Cybersecurity is especially vulnerable to this kind of situation; Major said that intrusions are a matter of when, not if. Contractors and federal IT professionals understand that, he said, but DoJ or inspectors general may not.
So Major recommended companies shield themselves against liability.
“Cybersecurity is so dynamic that the company and the customer needs to understand that just because you are secure today, and that they couldn’t get through in their penetration testing, for example, on Tuesday, that doesn’t mean it’s that same way on Wednesday, Thursday, Friday,” Major said. “There are so many challenges, so many threats, and the bottom line is with any cybersecurity effort, with any sort of penetration testing, to be secure, you have to be secure 100 percent of the time, but to be effective you only have to get through once.”
It requires a balance, Major said. Vendors need to educate customers on what they provide, and customers need to understand that all they can offer is a snapshot.
One of the biggest concerns Major has with the new SINs is the oral evaluation.

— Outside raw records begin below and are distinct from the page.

use crate::error::{ConfigError, LensError};
use anyhow::Context;
use serde::{Deserialize, Serialize};
use std::fs;
use std::path::{Path, PathBuf};

// ── Top-level config ──────────────────────────────────────────────

#[derive(Debug, Clone, Serialize, Deserialize)]
pub struct Config {
    /// Enable the inspector. Off by default so instrumented hosts opt in.
    #[serde(default)]
    pub enabled: bool,

    /// Gateway host (default: 127.0.0.1)
    #[serde(default = "default_host")]
    pub host: String,

    /// Gateway port (default: 7800)
    #[serde(default = "default_port")]
    pub port: u16,

    #[serde(default)]
    pub storage: StorageConfig,

    #[serde(default)]
    pub performance: PerformanceConfig,

    #[serde(default)]
    pub heartbeat: HeartbeatConfig,

    #[serde(default)]
    pub debug: DebugConfig,
}

fn default_host() -> String {
    "127.0.0.1".into()
}

fn default_port() -> u16 {
    7800
}

impl Default for Config {
    fn default() -> Self {
        Self {
            enabled: false,
            host: default_host(),
            port: default_port(),
            storage: StorageConfig::default(),
            performance: PerformanceConfig::default(),
            heartbeat: HeartbeatConfig::default(),
            debug: DebugConfig::default(),
        }
    }
}

impl Config {
    /// Load config from a TOML file, falling back to defaults when absent.
    ///
    /// The `TRACELENS_TRACES_DIR` environment variable overrides
    /// `storage.traces_dir` regardless of the file's contents.
    pub fn load(path: &Path) -> crate::Result<Self> {
        let mut config = if path.exists() {
            let raw = fs::read_to_string(path)
                .with_context(|| format!("reading {}", path.display()))
                .map_err(|e| LensError::Config(ConfigError::Load(e.to_string())))?;
            toml::from_str(&raw)
                .map_err(|e| LensError::Config(ConfigError::Load(e.to_string())))?
        } else {
            Self::default()
        };

        if let Ok(dir) = std::env::var("TRACELENS_TRACES_DIR") {
            let dir = dir.trim();
            if !dir.is_empty() {
                config.storage.traces_dir = dir.to_string();
            }
        }

        config.validate()?;
        Ok(config)
    }

    pub fn validate(&self) -> crate::Result<()> {
        if self.storage.max_trace_size == 0 {
            return Err(LensError::Config(ConfigError::Validation(
                "storage.max_trace_size must be non-zero".into(),
            )));
        }
        if !(0.0..=1.0).contains(&self.performance.sample_rate) {
            return Err(LensError::Config(ConfigError::Validation(format!(
                "performance.sample_rate must be within 0.0..=1.0, got {}",
                self.performance.sample_rate
            ))));
        }
        if self.performance.sse_buffer_size == 0 {
            return Err(LensError::Config(ConfigError::Validation(
                "performance.sse_buffer_size must be non-zero".into(),
            )));
        }
        Ok(())
    }

    /// Trace directory with `~` expanded to an absolute path.
    pub fn traces_dir(&self) -> PathBuf {
        PathBuf::from(shellexpand::tilde(&self.storage.traces_dir).into_owned())
    }
}

// ── Storage ───────────────────────────────────────────────────────

#[derive(Debug, Clone, Serialize, Deserialize)]
pub struct StorageConfig {
    /// Directory holding one trace log per session.
    #[serde(default = "default_traces_dir")]
    pub traces_dir: String,

    /// Rotation threshold in bytes for a single trace file (default: 100 MB).
    #[serde(default = "default_max_trace_size")]
    pub max_trace_size: u64,

    /// Days to retain trace files. Retention is operator policy; the core
    /// records the value but never deletes files itself.
    #[serde(default = "default_retention_days")]
    pub retention_days: u32,

    /// Trace file path pattern; `{unique_id}` is substituted at first write.
    #[serde(default = "default_path_pattern")]
    pub path_pattern: String,

    /// Source of `{unique_id}`: "session_id" or "timestamp".
    #[serde(default = "default_unique_id")]
    pub unique_id: UniqueIdSource,

    /// strftime format used when `unique_id = "timestamp"`.
    #[serde(default = "default_timestamp_format")]
    pub timestamp_format: String,
}

#[derive(Debug, Clone, Copy, PartialEq, Eq, Serialize, Deserialize, Default)]
#[serde(rename_all = "snake_case")]
pub enum UniqueIdSource {
    #[default]
    SessionId,
    Timestamp,
}

fn default_traces_dir() -> String {
    directories::UserDirs::new().map_or_else(
        || "~/.tracelens/traces".into(),
        |dirs| {
            dirs.home_dir()
                .join(".tracelens")
                .join("traces")
                .to_string_lossy()
                .into_owned()
        },
    )
}

fn default_max_trace_size() -> u64 {
    100 * 1024 * 1024
}

fn default_retention_days() -> u32 {
    7
}

fn default_path_pattern() -> String {
    "{unique_id}.jsonl.gz".into()
}

fn default_unique_id() -> UniqueIdSource {
    UniqueIdSource::SessionId
}

fn default_timestamp_format() -> String {
    "%Y%m%d-%H%M%S".into()
}

impl Default for StorageConfig {
    fn default() -> Self {
        Self {
            traces_dir: default_traces_dir(),
            max_trace_size: default_max_trace_size(),
            retention_days: default_retention_days(),
            path_pattern: default_path_pattern(),
            unique_id: default_unique_id(),
            timestamp_format: default_timestamp_format(),
        }
    }
}

// ── Performance ───────────────────────────────────────────────────

#[derive(Debug, Clone, Serialize, Deserialize)]
pub struct PerformanceConfig {
    /// Span sampling rate, 0.0–1.0.
    #[serde(default = "default_sample_rate")]
    pub sample_rate: f64,

    /// Maximum concurrent SSE subscribers.
    #[serde(default = "default_max_sse_clients")]
    pub max_sse_clients: usize,

    /// Per-subscriber event buffer; a full buffer drops events for that
    /// subscriber only.
    #[serde(default = "default_sse_buffer_size")]
    pub sse_buffer_size: usize,
}

fn default_sample_rate() -> f64 {
    1.0
}

fn default_max_sse_clients() -> usize {
    100
}

fn default_sse_buffer_size() -> usize {
    1000
}

impl Default for PerformanceConfig {
    fn default() -> Self {
        Self {
            sample_rate: default_sample_rate(),
            max_sse_clients: default_max_sse_clients(),
            sse_buffer_size: default_sse_buffer_size(),
        }
    }
}

// ── Heartbeat ─────────────────────────────────────────────────────

#[derive(Debug, Clone, Serialize, Deserialize)]
pub struct HeartbeatConfig {
    /// Seconds between per-session heartbeat events.
    #[serde(default = "default_heartbeat_interval")]
    pub interval_secs: u64,
}

fn default_heartbeat_interval() -> u64 {
    2
}

impl Default for HeartbeatConfig {
    fn default() -> Self {
        Self {
            interval_secs: default_heartbeat_interval(),
        }
    }
}

// ── Debug ─────────────────────────────────────────────────────────

#[derive(Debug, Clone, Serialize, Deserialize, Default)]
pub struct DebugConfig {
    /// Enable debug logging.
    #[serde(default)]
    pub debug: bool,

    /// Include verbose span payloads in logs.
    #[serde(default)]
    pub verbose_spans: bool,
}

“It’s going to be unique. There are no recording devices during the … interview. It could be a 40 minute interview all the way up to three hours depending on how many SINs you’re actually negotiating,” Major said. “It’s sort of interesting, because whenever we’re talking about looking to compete or challenge a decision, you want a record. So I’m uncertain, I’m very curious to see how it actually turns out. How will these oral examinations find their way into the pre-negotiation memorandum? Will they find their way into the pre-negotiation memorandum?”
He assumes that the vendors will be able to take notes, and said that they should. He also cautioned making any promises that might be inferred or suggested. He even suggested that vendors might send IT personnel rather than vendors to the negotiations, in order to get a more careful description of capabilities devoid of any embellishment.
This could lead to a Catch-22 for contractors, however. Companies that provide careful descriptions and cover their bases when negotiating could lose contracts to more brash vendors who are setting themselves up for problems down the road.
In all, he said contractors need to tread carefully, understand their pricing because it will be susceptible to Commercial Sales Practices, limit the definition of the basis of award customers, ensure they categorize and catalog everything they’re saying, and if they don’t feel comfortable removing something from their solicitation, they shouldn’t do it.
“Just be very careful and very mindful going in, just like with any GSA contract,” Major said.